La semplicità della questione è: vogliamo che le donne abortiscano in condizioni di igiene oppure che lo facciano a rischio della pelle nei modi più assurdi? Perché, quanto ad abortire, le donne abortivano e abortiranno. Per Laura Conti si trattava di una questione di libertà: chi non dispone del proprio corpo non può essere veramente libero. Nel caso delle donne, il nostro corpo può certo accogliere una nuova vita – ma anche rifiutarla se non vogliamo essere madri, nemmeno per i nove mesi di gestazione. È una scelta semplice, mettendo da parte le credenze religiose e gli oscuri timori proiettati sulle donne (“Ti fai scudo della tua angoscia di non essere nato con il tormento cui condanni le donne, che possono voler abortire” è la ragione del titolo): la scienza non può che affermare che un embrione è tale, e quindi non è una persona, perché non vive al di fuori del corpo della donna, quindi della volontà della donna di farlo esistere e sviluppare. Poi l’etica della singola donna le farà decidere se è morale o meno ricorrere all’aborto, ma la questione etica non deve influenzare le leggi dello stato. Il tormento e lo scudo è una riflessione sulla condizione umana che parte dai nostri legami con l’intera Vita, dai parameci ai nostri cugini mammiferi, per dimostrare che – in una specie priva di estro – è necessario per l’equilibrio demografico il ricorso all’aborto, data la certezza su grandi numeri di fallimento o impossibilità della contraccezione. Si arriva infine agli squallidi compromessi che fa la legge 194 sulla pelle delle donne, per il nobile scopo di salvaguardare gli interessi di ospedali e case di cura religiose. Vi siete mai chieste perché non si abortisce nelle cliniche private, o perché vi sia una soglia di 90 giorni oltre la quale la donna non può più fingersi pazza per ottenere l’autorizzazione medica? Nel libro la risposta.

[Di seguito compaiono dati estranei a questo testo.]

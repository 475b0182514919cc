use crate::config::TelemetryConfig;
use tracing_subscriber::filter::ParseError;
use tracing_subscriber::EnvFilter;

#[derive(Debug, thiserror::Error)]
pub enum TelemetryError {
    #[error("invalid log level/filter '{value}': unable to build EnvFilter")]
    EnvFilter {
        value: String,
        #[source]
        source: ParseError,
    },
    #[error("subscriber already installed or failed to start: {0}")]
    Subscriber(#[source] Box<dyn std::error::Error + Send + Sync>),
}

/// Resolve the filter from `RUST_LOG`, falling back to the configured level.
pub fn env_filter(config: &TelemetryConfig) -> Result<EnvFilter, TelemetryError> {
    match EnvFilter::try_from_default_env() {
        Ok(filter) => Ok(filter),
        Err(_) => {
            EnvFilter::try_new(&config.log_level).map_err(|source| TelemetryError::EnvFilter {
                value: config.log_level.clone(),
                source,
            })
        }
    }
}

pub fn init(config: &TelemetryConfig) -> Result<(), TelemetryError> {
    let filter = env_filter(config)?;

    tracing_subscriber::fmt()
        .with_env_filter(filter)
        .with_target(false)
        .compact()
        .with_ansi(false)
        .try_init()
        .map_err(TelemetryError::Subscriber)
}
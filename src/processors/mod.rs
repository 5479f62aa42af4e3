//! Pluggable event processors.
//!
//! Every inbound event that resolves to a linked channel is handed to each
//! registered processor in registration order.

pub mod discord_log;
pub mod vpn;

use std::sync::Arc;

use async_trait::async_trait;
use bytes::Bytes;
use thiserror::Error;

use crate::common::error::{BusError, ChatError, EventError, StoreError};
use crate::common::types::{ChannelId, ServerAddress};

pub use discord_log::DiscordLog;
pub use vpn::VpnDetector;

/// A decoded inbound message, shared read-only with all processors.
#[derive(Debug, Clone)]
pub struct EventEnvelope {
    pub event_type: String,
    pub source: ServerAddress,
    pub payload: Bytes,
}

/// Errors a processor may report back to the router.
#[derive(Debug, Error)]
pub enum ProcessorError {
    #[error("unable to decode {event_type}: {source}")]
    Decode {
        event_type: String,
        #[source]
        source: EventError,
    },

    #[error("{0}")]
    Chat(#[from] ChatError),

    #[error("{0}")]
    Store(#[from] StoreError),

    #[error("{0}")]
    Bus(#[from] BusError),
}

impl ProcessorError {
    pub fn decode(event_type: &str, error: serde_json::Error) -> Self {
        Self::Decode {
            event_type: event_type.to_string(),
            source: EventError::Decode(error),
        }
    }
}

#[async_trait]
pub trait EventProcessor: Send + Sync {
    /// Short name used in logs.
    fn name(&self) -> &'static str;

    async fn process(&self, channel: ChannelId, envelope: &EventEnvelope) -> Result<(), ProcessorError>;
}

/// Ordered list of processors.
#[derive(Clone, Default)]
pub struct ProcessorChain {
    processors: Vec<Arc<dyn EventProcessor>>,
}

impl ProcessorChain {
    pub fn new() -> Self {
        Self::default()
    }

    pub fn push(&mut self, processor: Arc<dyn EventProcessor>) {
        self.processors.push(processor);
    }

    pub fn iter(&self) -> impl Iterator<Item = &Arc<dyn EventProcessor>> {
        self.processors.iter()
    }

    pub fn names(&self) -> Vec<&'static str> {
        self.processors.iter().map(|p| p.name()).collect()
    }
}

impl std::fmt::Debug for ProcessorChain {
    fn fmt(&self, f: &mut std::fmt::Formatter<'_>) -> std::fmt::Result {
        f.debug_list().entries(self.names()).finish()
    }
}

Il messaggio principale è che quei referendum, o per lo meno il loro risultato (visto che la proposta radicale, che avrebbe dato la possibilità di abortire anche nelle case di cura private fu respinta anche per l’opposizione degli altri partiti laici), non risolsero la questione, soprattutto perché chi sceglie di occuparsi di ginecologia può essere esonerato dal fare abortire una donna, grazie all’obiezione di coscienza introdotta dalla 194. Come scrive Laura: “Chi si iscrive alla scuola di specializzazione in ostetricia dopo l’approvazione della legge che ammette l’aborto non deve poter sollevare obiezione di coscienza”. Perché non va a fare, metti, il radiologo, come quei testimoni di Geova che non possono fare i chirurghi perché dovrebbero fare trasfusioni – e se non le fanno perché la loro religione non lo permette vengono giustamente licenziati in tronco?
Allora il referendum non salvò l’Italia dai tradimenti della classe politica nei confronti del popolo, ma si festeggiò una vittoria parziale, per lo meno nei confronti dei paladini crociati di Carlo Casini.